* _Dataset entries_
####################

//! FRED API integration.
//!
//! One blocking request per fetch. No retries, no backoff: a failure is
//! reported once as `AppError::Provider` and the interaction ends there.

use chrono::NaiveDate;
use reqwest::blocking::Client;
use serde::Deserialize;

use crate::domain::RawObservation;
use crate::error::AppError;

pub const DEFAULT_BASE_URL: &str = "https://api.stlouisfed.org/fred/series/observations";

/// Source of raw observations for a series over a closed date interval.
///
/// An empty answer is reported as `AppError::NoData`, failures as
/// `AppError::Provider`.
pub trait SeriesProvider {
    fn fetch(
        &self,
        series_id: &str,
        start: NaiveDate,
        end: NaiveDate,
    ) -> Result<Vec<RawObservation>, AppError>;
}

/// Credentials and endpoint, read once at startup.
#[derive(Clone)]
pub struct FredConfig {
    api_key: String,
    pub base_url: String,
}

impl FredConfig {
    /// Read `FRED_API_KEY` (required) and `FRED_BASE_URL` (optional), after
    /// loading `.env` if present.
    pub fn from_env() -> Result<Self, AppError> {
        dotenvy::dotenv().ok();
        Self::from_vars(
            std::env::var("FRED_API_KEY").ok(),
            std::env::var("FRED_BASE_URL").ok(),
        )
    }

    pub fn from_vars(api_key: Option<String>, base_url: Option<String>) -> Result<Self, AppError> {
        let api_key = api_key
            .map(|k| k.trim().to_string())
            .filter(|k| !k.is_empty())
            .ok_or_else(|| {
                tracing::error!("FRED API key not found in environment variables");
                AppError::config("FRED API key not found. Set FRED_API_KEY in the environment or .env file.")
            })?;
        let base_url = base_url
            .map(|u| u.trim().to_string())
            .filter(|u| !u.is_empty())
            .unwrap_or_else(|| DEFAULT_BASE_URL.to_string());
        Ok(Self { api_key, base_url })
    }
}

impl std::fmt::Debug for FredConfig {
    fn fmt(&self, f: &mut std::fmt::Formatter<'_>) -> std::fmt::Result {
        f.debug_struct("FredConfig")
            .field("api_key", &"<redacted>")
            .field("base_url", &self.base_url)
            .finish()
    }
}

pub struct FredClient {
    client: Client,
    config: FredConfig,
}

impl FredClient {
    pub fn new(config: FredConfig) -> Self {
        tracing::info!(base_url = %config.base_url, "Initializing FRED API client");
        Self {
            client: Client::new(),
            config,
        }
    }

    pub fn from_env() -> Result<Self, AppError> {
        Ok(Self::new(FredConfig::from_env()?))
    }
}

impl SeriesProvider for FredClient {
    fn fetch(
        &self,
        series_id: &str,
        start: NaiveDate,
        end: NaiveDate,
    ) -> Result<Vec<RawObservation>, AppError> {
        tracing::info!(series_id, %start, %end, "Fetching series from FRED");

        let start_param = start.to_string();
        let end_param = end.to_string();
        let resp = self
            .client
            .get(&self.config.base_url)
            .query(&[
                ("series_id", series_id),
                ("api_key", self.config.api_key.as_str()),
                ("file_type", "json"),
                ("sort_order", "asc"),
                ("observation_start", start_param.as_str()),
                ("observation_end", end_param.as_str()),
            ])
            .send()
            .map_err(|e| AppError::provider(format!("FRED request failed: {}", e.without_url())))?;

        let status = resp.status();
        let body = resp
            .text()
            .map_err(|e| AppError::provider(format!("Failed to read FRED response: {}", e.without_url())))?;

        if !status.is_success() {
            let detail = parse_error_message(&body)
                .map(|msg| format!(": {msg}"))
                .unwrap_or_default();
            return Err(AppError::provider(format!(
                "FRED request for {series_id} failed with status {status}{detail}"
            )));
        }

        let observations = parse_observations(&body)?;
        tracing::debug!(series_id, count = observations.len(), "Parsed FRED observations");

        if observations.is_empty() {
            return Err(AppError::no_data(series_id));
        }
        Ok(observations)
    }
}

#[derive(Debug, Deserialize)]
struct ObservationsResponse {
    observations: Vec<Observation>,
}

#[derive(Debug, Deserialize)]
struct Observation {
    date: String,
    value: String,
}

#[derive(Debug, Deserialize)]
struct ErrorResponse {
    error_message: String,
}

/// Decode a `series/observations` JSON body.
///
/// Missing-value markers (`"."`) become `value: None`; dates must be
/// `YYYY-MM-DD`.
pub fn parse_observations(body: &str) -> Result<Vec<RawObservation>, AppError> {
    let parsed: ObservationsResponse = serde_json::from_str(body)
        .map_err(|e| AppError::provider(format!("Failed to parse FRED response: {e}")))?;

    parsed
        .observations
        .into_iter()
        .map(|obs| {
            let date = NaiveDate::parse_from_str(&obs.date, "%Y-%m-%d").map_err(|e| {
                AppError::provider(format!("Invalid FRED date '{}': {e}", obs.date))
            })?;
            Ok(RawObservation::new(date, parse_value(&obs.value)))
        })
        .collect()
}

fn parse_error_message(body: &str) -> Option<String> {
    serde_json::from_str::<ErrorResponse>(body)
        .ok()
        .map(|e| e.error_message)
}

fn parse_value(raw: &str) -> Option<f64> {
    let trimmed = raw.trim();
    if trimmed == "." || trimmed.is_empty() {
        return None;
    }
    let v = trimmed.parse::<f64>().ok()?;
    if v.is_finite() { Some(v) } else { None }
}

#[cfg(test)]
mod tests {
    use super::*;

    #[test]
    fn parses_observations_and_missing_markers() {
        let body = r#"{
            "realtime_start": "2024-10-01",
            "count": 3,
            "observations": [
                {"realtime_start": "2024-10-01", "date": "2024-01-01", "value": "3.7"},
                {"realtime_start": "2024-10-01", "date": "2024-02-01", "value": "."},
                {"realtime_start": "2024-10-01", "date": "2024-03-01", "value": "3.9"}
            ]
        }"#;

        let obs = parse_observations(body).unwrap();
        assert_eq!(obs.len(), 3);
        assert_eq!(obs[0].date, NaiveDate::from_ymd_opt(2024, 1, 1).unwrap());
        assert_eq!(obs[0].value, Some(3.7));
        assert_eq!(obs[1].value, None);
        assert_eq!(obs[2].value, Some(3.9));
    }

    #[test]
    fn malformed_bodies_are_provider_errors() {
        assert!(matches!(parse_observations("not json"), Err(AppError::Provider(_))));

        let bad_date = r#"{"observations": [{"date": "01/01/2024", "value": "1.0"}]}"#;
        let err = parse_observations(bad_date).unwrap_err();
        assert!(err.to_string().contains("Invalid FRED date"));
    }

    #[test]
    fn error_bodies_surface_the_provider_message() {
        let body = r#"{"error_code": 400, "error_message": "Bad Request.  The series does not exist."}"#;
        assert_eq!(
            parse_error_message(body).as_deref(),
            Some("Bad Request.  The series does not exist.")
        );
        assert_eq!(parse_error_message("<html>"), None);
    }

    #[test]
    fn value_parser_rejects_non_finite() {
        assert_eq!(parse_value(" 27967.697 "), Some(27967.697));
        assert_eq!(parse_value("NaN"), None);
        assert_eq!(parse_value("inf"), None);
        assert_eq!(parse_value(""), None);
    }

    #[test]
    fn missing_api_key_is_a_configuration_error() {
        assert!(matches!(FredConfig::from_vars(None, None), Err(AppError::Config(_))));
        assert!(matches!(
            FredConfig::from_vars(Some("   ".to_string()), None),
            Err(AppError::Config(_))
        ));

        let config = FredConfig::from_vars(Some("abc123".to_string()), None).unwrap();
        assert_eq!(config.base_url, DEFAULT_BASE_URL);
        assert!(!format!("{config:?}").contains("abc123"));

        let config = FredConfig::from_vars(
            Some("abc123".to_string()),
            Some("http://localhost:9000/obs".to_string()),
        )
        .unwrap();
        assert_eq!(config.base_url, "http://localhost:9000/obs");
    }
}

####################

* _Exercise instructions_
Word for word, reproduce every record shown above.

* _Solved exercise_
//! FRED API integration.
//!
//! One blocking request per fetch. No retries, no backoff: a failure is
//! reported once as `AppError::Provider` and the interaction ends there.

use chrono::NaiveDate;
use reqwest::blocking::Client;
use serde::Deserialize;

use crate::domain::RawObservation;
use crate::error::AppError;

pub const DEFAULT_BASE_URL: &str = "https://api.stlouisfed.org/fred/series/observations";

/// Source of raw observations for a series over a closed date interval.
///
/// An empty answer is reported as `AppError::NoData`, failures as
/// `AppError::Provider`.
pub trait SeriesProvider {
    fn fetch(
        &self,
        series_id: &str,
        start: NaiveDate,
        end: NaiveDate,
    ) -> Result<Vec<RawObservation>, AppError>;
}

/// Credentials and endpoint, read once at startup.
#[derive(Clone)]
pub struct FredConfig {
    api_key: String,
    pub base_url: String,
}

impl FredConfig {
    /// Read `FRED_API_KEY` (required) and `FRED_BASE_URL` (optional), after
    /// loading `.env` if present.
    pub fn from_env() -> Result<Self, AppError> {
        dotenvy::dotenv().ok();
        Self::from_vars(
            std::env::var("FRED_API_KEY").ok(),
            std::env::var("FRED_BASE_URL").ok(),
        )
    }

    pub fn from_vars(api_key: Option<String>, base_url: Option<String>) -> Result<Self, AppError> {
        let api_key = api_key
            .map(|k| k.trim().to_string())
            .filter(|k| !k.is_empty())
            .ok_or_else(|| {
                tracing::error!("FRED API key not found in environment variables");
                AppError::config("FRED API key not found. Set FRED_API_KEY in the environment or .env file.")
            })?;
        let base_url = base_url
            .map(|u| u.trim().to_string())
            .filter(|u| !u.is_empty())
            .unwrap_or_else(|| DEFAULT_BASE_URL.to_string());
        Ok(Self { api_key, base_url })
    }
}

impl std::fmt::Debug for FredConfig {
    fn fmt(&self, f: &mut std::fmt::Formatter<'_>) -> std::fmt::Result {
        f.debug_struct("FredConfig")
            .field("api_key", &"<redacted>")
            .field("base_url", &self.base_url)
            .finish()
    }
}

pub struct FredClient {
    client: Client,
    config: FredConfig,
}

impl FredClient {
    pub fn new(config: FredConfig) -> Self {
        tracing::info!(base_url = %config.base_url, "Initializing FRED API client");
        Self {
            client: Client::new(),
            config,
        }
    }

    pub fn from_env() -> Result<Self, AppError> {
        Ok(Self::new(FredConfig::from_env()?))
    }
}

impl SeriesProvider for FredClient {
    fn fetch(
        &self,
        series_id: &str,
        start: NaiveDate,
        end: NaiveDate,
    ) -> Result<Vec<RawObservation>, AppError> {
        tracing::info!(series_id, %start, %end, "Fetching series from FRED");

        let start_param = start.to_string();
        let end_param = end.to_string();
        let resp = self
            .client
            .get(&self.config.base_url)
            .query(&[
                ("series_id", series_id),
                ("api_key", self.config.api_key.as_str()),
                ("file_type", "json"),
                ("sort_order", "asc"),
                ("observation_start", start_param.as_str()),
                ("observation_end", end_param.as_str()),
            ])
            .send()
            .map_err(|e| AppError::provider(format!("FRED request failed: {}", e.without_url())))?;

        let status = resp.status();
        let body = resp
            .text()
            .map_err(|e| AppError::provider(format!("Failed to read FRED response: {}", e.without_url())))?;

        if !status.is_success() {
            let detail = parse_error_message(&body)
                .map(|msg| format!(": {msg}"))
                .unwrap_or_default();
            return Err(AppError::provider(format!(
                "FRED request for {series_id} failed with status {status}{detail}"
            )));
        }

        let observations = parse_observations(&body)?;
        tracing::debug!(series_id, count = observations.len(), "Parsed FRED observations");

        if observations.is_empty() {
            return Err(AppError::no_data(series_id));
        }
        Ok(observations)
    }
}

#[derive(Debug, Deserialize)]
struct ObservationsResponse {
    observations: Vec<Observation>,
}

#[derive(Debug, Deserialize)]
struct Observation {
    date: String,
    value: String,
}

#[derive(Debug, Deserialize)]
struct ErrorResponse {
    error_message: String,
}

/// Decode a `series/observations` JSON body.
///
/// Missing-value markers (`"."`) become `value: None`; dates must be
/// `YYYY-MM-DD`.
pub fn parse_observations(body: &str) -> Result<Vec<RawObservation>, AppError> {
    let parsed: ObservationsResponse = serde_json::from_str(body)
        .map_err(|e| AppError::provider(format!("Failed to parse FRED response: {e}")))?;

    parsed
        .observations
        .into_iter()
        .map(|obs| {
            let date = NaiveDate::parse_from_str(&obs.date, "%Y-%m-%d").map_err(|e| {
                AppError::provider(format!("Invalid FRED date '{}': {e}", obs.date))
            })?;
            Ok(RawObservation::new(date, parse_value(&obs.value)))
        })
        .collect()
}

fn parse_error_message(body: &str) -> Option<String> {
    serde_json::from_str::<ErrorResponse>(body)
        .ok()
        .map(|e| e.error_message)
}

fn parse_value(raw: &str) -> Option<f64> {
    let trimmed = raw.trim();
    if trimmed == "." || trimmed.is_empty() {
        return None;
    }
    let v = trimmed.parse::<f64>().ok()?;
    if v.is_finite() { Some(v) } else { None }
}

#[cfg(test)]
mod tests {
    use super::*;

    #[test]
    fn parses_observations_and_missing_markers() {
        let body = r#"{
            "realtime_start": "2024-10-01",
            "count": 3,
            "observations": [
                {"realtime_start": "2024-10-01", "date": "2024-01-01", "value": "3.7"},
                {"realtime_start": "2024-10-01", "date": "2024-02-01", "value": "."},
                {"realtime_start": "2024-10-01", "date": "2024-03-01", "value": "3.9"}
            ]
        }"#;

        let obs = parse_observations(body).unwrap();
        assert_eq!(obs.len(), 3);
        assert_eq!(obs[0].date, NaiveDate::from_ymd_opt(2024, 1, 1).unwrap());
        assert_eq!(obs[0].value, Some(3.7));
        assert_eq!(obs[1].value, None);
        assert_eq!(obs[2].value, Some(3.9));
    }

    #[test]
    fn malformed_bodies_are_provider_errors() {
        assert!(matches!(parse_observations("not json"), Err(AppError::Provider(_))));

        let bad_date = r#"{"observations": [{"date": "01/01/2024", "value": "1.0"}]}"#;
        let err = parse_observations(bad_date).unwrap_err();
        assert!(err.to_string().contains("Invalid FRED date"));
    }

    #[test]
    fn error_bodies_surface_the_provider_message() {
        let body = r#"{"error_code": 400, "error_message": "Bad Request.  The series does not exist."}"#;
        assert_eq!(
            parse_error_message(body).as_deref(),
            Some("Bad Request.  The series does not exist.")
        );
        assert_eq!(parse_error_message("<html>"), None);
    }

    #[test]
    fn value_parser_rejects_non_finite() {
        assert_eq!(parse_value(" 27967.697 "), Some(27967.697));
        assert_eq!(parse_value("NaN"), None);
        assert_eq!(parse_value("inf"), None);
        assert_eq!(parse_value(""), None);
    }

    #[test]
    fn missing_api_key_is_a_configuration_error() {
        assert!(matches!(FredConfig::from_vars(None, None), Err(AppError::Config(_))));
        assert!(matches!(
            FredConfig::from_vars(Some("   ".to_string()), None),
            Err(AppError::Config(_))
        ));

        let config = FredConfig::from_vars(Some("abc123".to_string()), None).unwrap();
        assert_eq!(config.base_url, DEFAULT_BASE_URL);
        assert!(!format!("{config:?}").contains("abc123"));

        let config = FredConfig::from_vars(
            Some("abc123".to_string()),
            Some("http://localhost:9000/obs".to_string()),
        )
        .unwrap();
        assert_eq!(config.base_url, "http://localhost:9000/obs");
    }
}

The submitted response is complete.